**TASK INSTRUCTIONS:** Write out the data that follows. Keep every character unchanged.

**RECORDED DATA:**
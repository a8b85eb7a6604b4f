use std::sync::Arc;

use anyhow::{Context, Result};
use chrono::{DateTime, Local};
use tokio::time::MissedTickBehavior;
use tokio_util::sync::CancellationToken;

use crate::db::{ChannelValues, NewSnapshot};
use crate::sensors::SensorState;
use crate::settings::{LocationPolicy, RecorderSettings};

use super::stats::StatsCounters;
use super::SnapshotStore;

// Set to true to enable verbose logging in this module
const ENABLE_LOGS: bool = true;

use crate::{log_debug, log_error, log_info};

/// Sortable, human-readable record time, e.g. `2024-05-01 10:00:00.500`.
pub const TIME_FORMAT: &str = "%Y-%m-%d %H:%M:%S%.3f";

#[derive(Debug, Clone, PartialEq, Eq)]
pub enum TickOutcome {
    Written(i64),
    /// No location fix yet and the policy asks to skip.
    Skipped,
}

pub fn format_timestamp(timestamp: &DateTime<Local>) -> String {
    timestamp.format(TIME_FORMAT).to_string()
}

/// Reads every channel and the location into a row, or `None` when the tick should be skipped.
pub fn capture_snapshot(
    sensors: &SensorState,
    time: String,
    policy: LocationPolicy,
) -> Option<NewSnapshot> {
    let location = sensors.latest_location();
    if location.is_none() && policy == LocationPolicy::SkipRecord {
        return None;
    }

    Some(NewSnapshot {
        time,
        channels: ChannelValues::capture(sensors),
        location,
    })
}

pub(crate) async fn recording_loop<S: SnapshotStore>(
    sensors: SensorState,
    store: S,
    settings: RecorderSettings,
    cancel_token: CancellationToken,
    counters: Arc<StatsCounters>,
) {
    let mut ticker = tokio::time::interval(settings.saving_interval());
    ticker.set_missed_tick_behavior(MissedTickBehavior::Delay);

    let mut last_timestamp: Option<DateTime<Local>> = None;

    loop {
        tokio::select! {
            biased;
            _ = cancel_token.cancelled() => {
                log_info!("recording loop shutting down");
                break;
            }
            _ = ticker.tick() => {
                counters.tick();
                let timestamp = next_timestamp(&mut last_timestamp);

                match perform_tick(&sensors, &store, settings.location_policy, timestamp).await {
                    Ok(TickOutcome::Written(id)) => {
                        counters.written();
                        log_debug!("snapshot {id} written");
                    }
                    Ok(TickOutcome::Skipped) => {
                        counters.skipped();
                        log_debug!("snapshot skipped: no location fix yet");
                    }
                    Err(err) => {
                        counters.failed();
                        log_error!("snapshot write failed: {err:?}");
                    }
                }
            }
        }
    }
}

pub(crate) async fn perform_tick<S: SnapshotStore>(
    sensors: &SensorState,
    store: &S,
    policy: LocationPolicy,
    timestamp: DateTime<Local>,
) -> Result<TickOutcome> {
    let Some(snapshot) = capture_snapshot(sensors, format_timestamp(&timestamp), policy) else {
        return Ok(TickOutcome::Skipped);
    };

    let id = store
        .append(snapshot)
        .await
        .context("failed to persist snapshot")?;
    Ok(TickOutcome::Written(id))
}

/// Wall-clock time, held at the previous value if the clock stepped backwards.
fn next_timestamp(last: &mut Option<DateTime<Local>>) -> DateTime<Local> {
    let now = Local::now();
    let timestamp = match *last {
        Some(previous) if previous > now => previous,
        _ => now,
    };
    *last = Some(timestamp);
    timestamp
}

#[cfg(test)]
mod tests {
    use super::*;
    use crate::recorder::store::memory::MemoryStore;
    use crate::sensors::{LocationReading, SensorEvent, SensorSampler, SensorType};
    use chrono::TimeZone;

    fn fix() -> LocationReading {
        LocationReading {
            latitude: 59.93,
            longitude: 30.31,
            altitude: 12.0,
            accuracy: 5.0,
            speed: 0.0,
            speed_accuracy: 0.1,
            bearing: 0.0,
            bearing_accuracy: 180.0,
        }
    }

    #[tokio::test]
    async fn one_tick_serializes_every_injected_vector() {
        let sampler = SensorSampler::new(SensorState::new());
        let injected = [
            (SensorType::Accelerometer, vec![0.0, 9.8, 0.0]),
            (SensorType::Orientation, vec![12.5, -3.0, 1.5]),
            (SensorType::Gyroscope, vec![0.01, -0.02, 0.03]),
            (SensorType::MagneticField, vec![20.0, 0.0, -40.0]),
            (SensorType::Gravity, vec![0.0, 9.81, 0.0]),
            (SensorType::GeomagneticRotation, vec![0.1, 0.2, 0.3]),
            (SensorType::RotationVector, vec![0.5, 0.5, 0.5, 0.5]),
        ];
        for (sensor, values) in &injected {
            sampler.apply(SensorEvent::new(*sensor, values.clone()).into());
        }
        let store = MemoryStore::default();

        let outcome = perform_tick(
            sampler.state(),
            &store,
            LocationPolicy::OmitFields,
            Local::now(),
        )
        .await
        .unwrap();

        assert_eq!(outcome, TickOutcome::Written(1));
        let record = &store.records()[0];
        for (sensor, values) in &injected {
            let expected = values
                .iter()
                .map(|v| v.to_string())
                .collect::<Vec<_>>()
                .join(" ");
            assert_eq!(record.channels.get(*sensor), expected, "{sensor}");
        }
        let computed = record
            .channels
            .vector(SensorType::ComputedOrientation)
            .unwrap();
        assert!((computed[1] + std::f32::consts::FRAC_PI_2).abs() < 1e-5);
        assert_eq!(record.location, None);
    }

    #[tokio::test]
    async fn skip_policy_waits_for_first_fix() {
        let state = SensorState::new();
        let store = MemoryStore::default();

        let outcome = perform_tick(&state, &store, LocationPolicy::SkipRecord, Local::now())
            .await
            .unwrap();
        assert_eq!(outcome, TickOutcome::Skipped);
        assert_eq!(store.len(), 0);

        state.replace_location(fix());
        let outcome = perform_tick(&state, &store, LocationPolicy::SkipRecord, Local::now())
            .await
            .unwrap();
        assert_eq!(outcome, TickOutcome::Written(1));
        assert_eq!(store.records()[0].location, Some(fix()));
    }

    #[tokio::test]
    async fn omit_policy_writes_without_location() {
        let state = SensorState::new();
        assert!(capture_snapshot(&state, "t".into(), LocationPolicy::OmitFields).is_some());
        assert!(capture_snapshot(&state, "t".into(), LocationPolicy::SkipRecord).is_none());
    }

    #[tokio::test]
    async fn store_failure_is_reported_not_panicked() {
        let state = SensorState::new();
        let store = MemoryStore::default();
        store.set_failing(true);

        let result = perform_tick(&state, &store, LocationPolicy::OmitFields, Local::now()).await;
        assert!(result.is_err());
    }

    #[test]
    fn timestamp_format_is_sortable() {
        let early = Local.with_ymd_and_hms(2024, 5, 1, 9, 59, 59).unwrap();
        let late = Local.with_ymd_and_hms(2024, 5, 1, 10, 0, 0).unwrap();

        let early = format_timestamp(&early);
        let late = format_timestamp(&late);
        assert_eq!(late, "2024-05-01 10:00:00.000");
        assert!(early < late);
    }

    #[test]
    fn timestamps_never_go_backwards() {
        let future = Local::now() + chrono::Duration::hours(1);
        let mut last = Some(future);

        assert_eq!(next_timestamp(&mut last), future);
        assert_eq!(last, Some(future));
    }
}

**EXPECTED ANSWER:**
repository a8b85eb7a6604b4f
use std::sync::Arc;

use anyhow::{Context, Result};
use chrono::{DateTime, Local};
use tokio::time::MissedTickBehavior;
use tokio_util::sync::CancellationToken;

use crate::db::{ChannelValues, NewSnapshot};
use crate::sensors::SensorState;
use crate::settings::{LocationPolicy, RecorderSettings};

use super::stats::StatsCounters;
use super::SnapshotStore;

// Set to true to enable verbose logging in this module
const ENABLE_LOGS: bool = true;

use crate::{log_debug, log_error, log_info};

/// Sortable, human-readable record time, e.g. `2024-05-01 10:00:00.500`.
pub const TIME_FORMAT: &str = "%Y-%m-%d %H:%M:%S%.3f";

#[derive(Debug, Clone, PartialEq, Eq)]
pub enum TickOutcome {
    Written(i64),
    /// No location fix yet and the policy asks to skip.
    Skipped,
}

pub fn format_timestamp(timestamp: &DateTime<Local>) -> String {
    timestamp.format(TIME_FORMAT).to_string()
}

/// Reads every channel and the location into a row, or `None` when the tick should be skipped.
pub fn capture_snapshot(
    sensors: &SensorState,
    time: String,
    policy: LocationPolicy,
) -> Option<NewSnapshot> {
    let location = sensors.latest_location();
    if location.is_none() && policy == LocationPolicy::SkipRecord {
        return None;
    }

    Some(NewSnapshot {
        time,
        channels: ChannelValues::capture(sensors),
        location,
    })
}

pub(crate) async fn recording_loop<S: SnapshotStore>(
    sensors: SensorState,
    store: S,
    settings: RecorderSettings,
    cancel_token: CancellationToken,
    counters: Arc<StatsCounters>,
) {
    let mut ticker = tokio::time::interval(settings.saving_interval());
    ticker.set_missed_tick_behavior(MissedTickBehavior::Delay);

    let mut last_timestamp: Option<DateTime<Local>> = None;

    loop {
        tokio::select! {
            biased;
            _ = cancel_token.cancelled() => {
                log_info!("recording loop shutting down");
                break;
            }
            _ = ticker.tick() => {
                counters.tick();
                let timestamp = next_timestamp(&mut last_timestamp);

                match perform_tick(&sensors, &store, settings.location_policy, timestamp).await {
                    Ok(TickOutcome::Written(id)) => {
                        counters.written();
                        log_debug!("snapshot {id} written");
                    }
                    Ok(TickOutcome::Skipped) => {
                        counters.skipped();
                        log_debug!("snapshot skipped: no location fix yet");
                    }
                    Err(err) => {
                        counters.failed();
                        log_error!("snapshot write failed: {err:?}");
                    }
                }
            }
        }
    }
}

pub(crate) async fn perform_tick<S: SnapshotStore>(
    sensors: &SensorState,
    store: &S,
    policy: LocationPolicy,
    timestamp: DateTime<Local>,
) -> Result<TickOutcome> {
    let Some(snapshot) = capture_snapshot(sensors, format_timestamp(&timestamp), policy) else {
        return Ok(TickOutcome::Skipped);
    };

    let id = store
        .append(snapshot)
        .await
        .context("failed to persist snapshot")?;
    Ok(TickOutcome::Written(id))
}

/// Wall-clock time, held at the previous value if the clock stepped backwards.
fn next_timestamp(last: &mut Option<DateTime<Local>>) -> DateTime<Local> {
    let now = Local::now();
    let timestamp = match *last {
        Some(previous) if previous > now => previous,
        _ => now,
    };
    *last = Some(timestamp);
    timestamp
}

#[cfg(test)]
mod tests {
    use super::*;
    use crate::recorder::store::memory::MemoryStore;
    use crate::sensors::{LocationReading, SensorEvent, SensorSampler, SensorType};
    use chrono::TimeZone;

    fn fix() -> LocationReading {
        LocationReading {
            latitude: 59.93,
            longitude: 30.31,
            altitude: 12.0,
            accuracy: 5.0,
            speed: 0.0,
            speed_accuracy: 0.1,
            bearing: 0.0,
            bearing_accuracy: 180.0,
        }
    }

    #[tokio::test]
    async fn one_tick_serializes_every_injected_vector() {
        let sampler = SensorSampler::new(SensorState::new());
        let injected = [
            (SensorType::Accelerometer, vec![0.0, 9.8, 0.0]),
            (SensorType::Orientation, vec![12.5, -3.0, 1.5]),
            (SensorType::Gyroscope, vec![0.01, -0.02, 0.03]),
            (SensorType::MagneticField, vec![20.0, 0.0, -40.0]),
            (SensorType::Gravity, vec![0.0, 9.81, 0.0]),
            (SensorType::GeomagneticRotation, vec![0.1, 0.2, 0.3]),
            (SensorType::RotationVector, vec![0.5, 0.5, 0.5, 0.5]),
        ];
        for (sensor, values) in &injected {
            sampler.apply(SensorEvent::new(*sensor, values.clone()).into());
        }
        let store = MemoryStore::default();

        let outcome = perform_tick(
            sampler.state(),
            &store,
            LocationPolicy::OmitFields,
            Local::now(),
        )
        .await
        .unwrap();

        assert_eq!(outcome, TickOutcome::Written(1));
        let record = &store.records()[0];
        for (sensor, values) in &injected {
            let expected = values
                .iter()
                .map(|v| v.to_string())
                .collect::<Vec<_>>()
                .join(" ");
            assert_eq!(record.channels.get(*sensor), expected, "{sensor}");
        }
        let computed = record
            .channels
            .vector(SensorType::ComputedOrientation)
            .unwrap();
        assert!((computed[1] + std::f32::consts::FRAC_PI_2).abs() < 1e-5);
        assert_eq!(record.location, None);
    }

    #[tokio::test]
    async fn skip_policy_waits_for_first_fix() {
        let state = SensorState::new();
        let store = MemoryStore::default();

        let outcome = perform_tick(&state, &store, LocationPolicy::SkipRecord, Local::now())
            .await
            .unwrap();
        assert_eq!(outcome, TickOutcome::Skipped);
        assert_eq!(store.len(), 0);

        state.replace_location(fix());
        let outcome = perform_tick(&state, &store, LocationPolicy::SkipRecord, Local::now())
            .await
            .unwrap();
        assert_eq!(outcome, TickOutcome::Written(1));
        assert_eq!(store.records()[0].location, Some(fix()));
    }

    #[tokio::test]
    async fn omit_policy_writes_without_location() {
        let state = SensorState::new();
        assert!(capture_snapshot(&state, "t".into(), LocationPolicy::OmitFields).is_some());
        assert!(capture_snapshot(&state, "t".into(), LocationPolicy::SkipRecord).is_none());
    }

    #[tokio::test]
    async fn store_failure_is_reported_not_panicked() {
        let state = SensorState::new();
        let store = MemoryStore::default();
        store.set_failing(true);

        let result = perform_tick(&state, &store, LocationPolicy::OmitFields, Local::now()).await;
        assert!(result.is_err());
    }

    #[test]
    fn timestamp_format_is_sortable() {
        let early = Local.with_ymd_and_hms(2024, 5, 1, 9, 59, 59).unwrap();
        let late = Local.with_ymd_and_hms(2024, 5, 1, 10, 0, 0).unwrap();

        let early = format_timestamp(&early);
        let late = format_timestamp(&late);
        assert_eq!(late, "2024-05-01 10:00:00.000");
        assert!(early < late);
    }

    #[test]
    fn timestamps_never_go_backwards() {
        let future = Local::now() + chrono::Duration::hours(1);
        let mut last = Some(future);

        assert_eq!(next_timestamp(&mut last), future);
        assert_eq!(last, Some(future));
    }
}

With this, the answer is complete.